Data:

//! Router tests with fake speech and rendering.

use std::sync::Arc;
use std::time::Duration;

use adgen_api::{create_router, ApiConfig, AppState};
use adgen_media::{MediaResult, RenderJob, RenderOutput, VideoRenderer};
use adgen_pipeline::{Orchestrator, PipelineConfig};
use adgen_providers::{ProviderResult, SpeechSynthesizer, SynthesizedAudio};
use adgen_storage::MediaAssetStore;
use async_trait::async_trait;
use axum::body::{to_bytes, Body};
use axum::http::{header, Method, Request, StatusCode};
use axum::response::Response;
use axum::Router;
use serde_json::Value;
use tempfile::TempDir;
use tokio::sync::watch;
use tower::ServiceExt;

const BOUNDARY: &str = "adgen-test-boundary";
const VIDEO: &[u8] = b"not really an mp4";

struct SilentSpeech;

#[async_trait]
impl SpeechSynthesizer for SilentSpeech {
    fn name(&self) -> &'static str {
        "silent"
    }

    fn hosts_audio(&self) -> bool {
        false
    }

    async fn synthesize(
        &self,
        _text: &str,
        _cancel: Option<watch::Receiver<bool>>,
    ) -> ProviderResult<SynthesizedAudio> {
        Ok(SynthesizedAudio::Inline {
            bytes: b"mp3 bytes".to_vec(),
            extension: "mp3".into(),
        })
    }
}

struct StubRenderer;

#[async_trait]
impl VideoRenderer for StubRenderer {
    async fn render(&self, job: RenderJob<'_>) -> MediaResult<RenderOutput> {
        tokio::fs::write(job.output, VIDEO).await?;
        Ok(RenderOutput { duration_secs: 3.5 })
    }
}

struct Harness {
    _dir: TempDir,
    store: MediaAssetStore,
    router: Router,
}

async fn harness() -> Harness {
    let dir = tempfile::tempdir().unwrap();
    let store = MediaAssetStore::new(dir.path().join("work")).await.unwrap();
    let orchestrator = Orchestrator::new(
        store.clone(),
        Arc::new(SilentSpeech),
        Arc::new(StubRenderer),
        PipelineConfig::default(),
    )
    .unwrap();

    let state = AppState::from_parts(ApiConfig::default(), Arc::new(orchestrator));
    Harness {
        _dir: dir,
        store,
        router: create_router(state, None),
    }
}

enum Part<'a> {
    Text(&'a str, &'a str),
    File(&'a str, &'a str, &'a [u8]),
}

fn multipart(parts: &[Part<'_>]) -> Body {
    let mut body = Vec::new();
    for part in parts {
        body.extend_from_slice(format!("--{BOUNDARY}\r\n").as_bytes());
        match part {
            Part::Text(name, value) => {
                body.extend_from_slice(
                    format!("Content-Disposition: form-data; name=\"{name}\"\r\n\r\n{value}\r\n").as_bytes(),
                );
            }
            Part::File(name, filename, bytes) => {
                body.extend_from_slice(
                    format!(
                        "Content-Disposition: form-data; name=\"{name}\"; filename=\"{filename}\"\r\n\
                         Content-Type: application/octet-stream\r\n\r\n"
                    )
                    .as_bytes(),
                );
                body.extend_from_slice(bytes);
                body.extend_from_slice(b"\r\n");
            }
        }
    }
    body.extend_from_slice(format!("--{BOUNDARY}--\r\n").as_bytes());
    Body::from(body)
}

fn form_request(uri: &str, parts: &[Part<'_>]) -> Request<Body> {
    Request::builder()
        .method(Method::POST)
        .uri(uri)
        .header(
            header::CONTENT_TYPE,
            format!("multipart/form-data; boundary={BOUNDARY}"),
        )
        .body(multipart(parts))
        .unwrap()
}

fn empty_request(method: Method, uri: &str) -> Request<Body> {
    Request::builder()
        .method(method)
        .uri(uri)
        .body(Body::empty())
        .unwrap()
}

async fn send(router: &Router, request: Request<Body>) -> Response {
    router.clone().oneshot(request).await.unwrap()
}

async fn json_body(response: Response) -> Value {
    let bytes = to_bytes(response.into_body(), usize::MAX).await.unwrap();
    serde_json::from_slice(&bytes).unwrap()
}

fn valid_form<'a>() -> Vec<Part<'a>> {
    vec![
        Part::File("product_image", "shoe.png", b"png bytes"),
        Part::Text("script", "Meet the shoe that runs for you."),
    ]
}

#[tokio::test]
async fn test_generate_returns_attachment_and_cleans_up() {
    let h = harness().await;

    let response = send(&h.router, form_request("/api/generate", &valid_form())).await;

    assert_eq!(response.status(), StatusCode::OK);
    assert_eq!(response.headers()[header::CONTENT_TYPE], "video/mp4");
    assert_eq!(
        response.headers()[header::CONTENT_DISPOSITION],
        "attachment; filename=\"marketing_video.mp4\""
    );
    assert!(response.headers().contains_key("x-request-id"));

    let bytes = to_bytes(response.into_body(), usize::MAX).await.unwrap();
    assert_eq!(&bytes[..], VIDEO);
    assert_eq!(h.store.live_scopes().await.unwrap(), 0);
}

#[tokio::test]
async fn test_missing_script_is_rejected_before_any_work() {
    let h = harness().await;

    let parts = [Part::File("product_image", "shoe.png", b"png bytes")];
    let response = send(&h.router, form_request("/api/generate", &parts)).await;

    assert_eq!(response.status(), StatusCode::BAD_REQUEST);
    let body = json_body(response).await;
    assert_eq!(body["error"]["kind"], "validation_error");
    assert!(body["error"]["message"].as_str().unwrap().contains("script"));
    assert_eq!(h.store.live_scopes().await.unwrap(), 0);
}

#[tokio::test]
async fn test_disallowed_background_type() {
    let h = harness().await;

    let mut parts = valid_form();
    parts.push(Part::File("background_image", "bg.gif", b"GIF89a"));
    let response = send(&h.router, form_request("/api/generate", &parts)).await;

    assert_eq!(response.status(), StatusCode::BAD_REQUEST);
    let body = json_body(response).await;
    assert_eq!(body["error"]["kind"], "validation_error");
    assert!(body["error"]["message"].as_str().unwrap().contains("background_image"));
}

#[tokio::test]
async fn test_bad_background_color() {
    let h = harness().await;

    let mut parts = valid_form();
    parts.push(Part::Text("background_color", "#12345"));
    let response = send(&h.router, form_request("/api/generate", &parts)).await;

    assert_eq!(response.status(), StatusCode::BAD_REQUEST);
    assert_eq!(json_body(response).await["error"]["kind"], "validation_error");
}

#[tokio::test]
async fn test_avatar_mode_without_provider() {
    let h = harness().await;

    let mut parts = valid_form();
    parts.push(Part::Text("mode", "avatar"));
    let response = send(&h.router, form_request("/api/jobs", &parts)).await;

    assert_eq!(response.status(), StatusCode::BAD_REQUEST);
    let body = json_body(response).await;
    assert!(body["error"]["message"].as_str().unwrap().contains("avatar"));
}

#[tokio::test]
async fn test_health() {
    let h = harness().await;

    let response = send(&h.router, empty_request(Method::GET, "/health")).await;

    assert_eq!(response.status(), StatusCode::OK);
    assert_eq!(response.headers()["x-content-type-options"], "nosniff");
    assert_eq!(json_body(response).await["status"], "healthy");
}

#[tokio::test]
async fn test_job_lifecycle() {
    let h = harness().await;

    let response = send(&h.router, form_request("/api/jobs", &valid_form())).await;
    assert_eq!(response.status(), StatusCode::ACCEPTED);
    let accepted = json_body(response).await;
    let job_id = accepted["job_id"].as_str().unwrap().to_string();
    assert_eq!(accepted["status_url"], format!("/api/jobs/{job_id}"));

    let mut status = Value::Null;
    for _ in 0..200 {
        let response = send(&h.router, empty_request(Method::GET, &format!("/api/jobs/{job_id}"))).await;
        assert_eq!(response.status(), StatusCode::OK);
        status = json_body(response).await;
        if status["status"] == "completed" {
            break;
        }
        tokio::time::sleep(Duration::from_millis(10)).await;
    }
    assert_eq!(status["status"], "completed");
    assert_eq!(status["video_ready"], true);
    assert_eq!(status["progress"], 1.0);
    assert_eq!(status["video_url"], format!("/api/jobs/{job_id}/video"));

    // Finished jobs cannot be cancelled
    let response = send(&h.router, empty_request(Method::DELETE, &format!("/api/jobs/{job_id}"))).await;
    assert_eq!(response.status(), StatusCode::CONFLICT);
    assert_eq!(json_body(response).await["error"]["kind"], "conflict");

    let video_uri = format!("/api/jobs/{job_id}/video");
    let response = send(&h.router, empty_request(Method::GET, &video_uri)).await;
    assert_eq!(response.status(), StatusCode::OK);
    let bytes = to_bytes(response.into_body(), usize::MAX).await.unwrap();
    assert_eq!(&bytes[..], VIDEO);
    assert_eq!(h.store.live_scopes().await.unwrap(), 0);

    let response = send(&h.router, empty_request(Method::GET, &video_uri)).await;
    assert_eq!(response.status(), StatusCode::GONE);
    assert_eq!(json_body(response).await["error"]["kind"], "gone");
}

#[tokio::test]
async fn test_unknown_job() {
    let h = harness().await;

    let response = send(&h.router, empty_request(Method::GET, "/api/jobs/nope")).await;

    assert_eq!(response.status(), StatusCode::NOT_FOUND);
    assert_eq!(json_body(response).await["error"]["kind"], "not_found");
}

Task instructions: Search the listing above for the string "jobs". Copy every line that contains it.

Solved exercise:
    let response = send(&h.router, form_request("/api/jobs", &parts)).await;
    let response = send(&h.router, form_request("/api/jobs", &valid_form())).await;
    assert_eq!(accepted["status_url"], format!("/api/jobs/{job_id}"));
        let response = send(&h.router, empty_request(Method::GET, &format!("/api/jobs/{job_id}"))).await;
    assert_eq!(status["video_url"], format!("/api/jobs/{job_id}/video"));
    // Finished jobs cannot be cancelled
    let response = send(&h.router, empty_request(Method::DELETE, &format!("/api/jobs/{job_id}"))).await;
    let video_uri = format!("/api/jobs/{job_id}/video");
    let response = send(&h.router, empty_request(Method::GET, "/api/jobs/nope")).await;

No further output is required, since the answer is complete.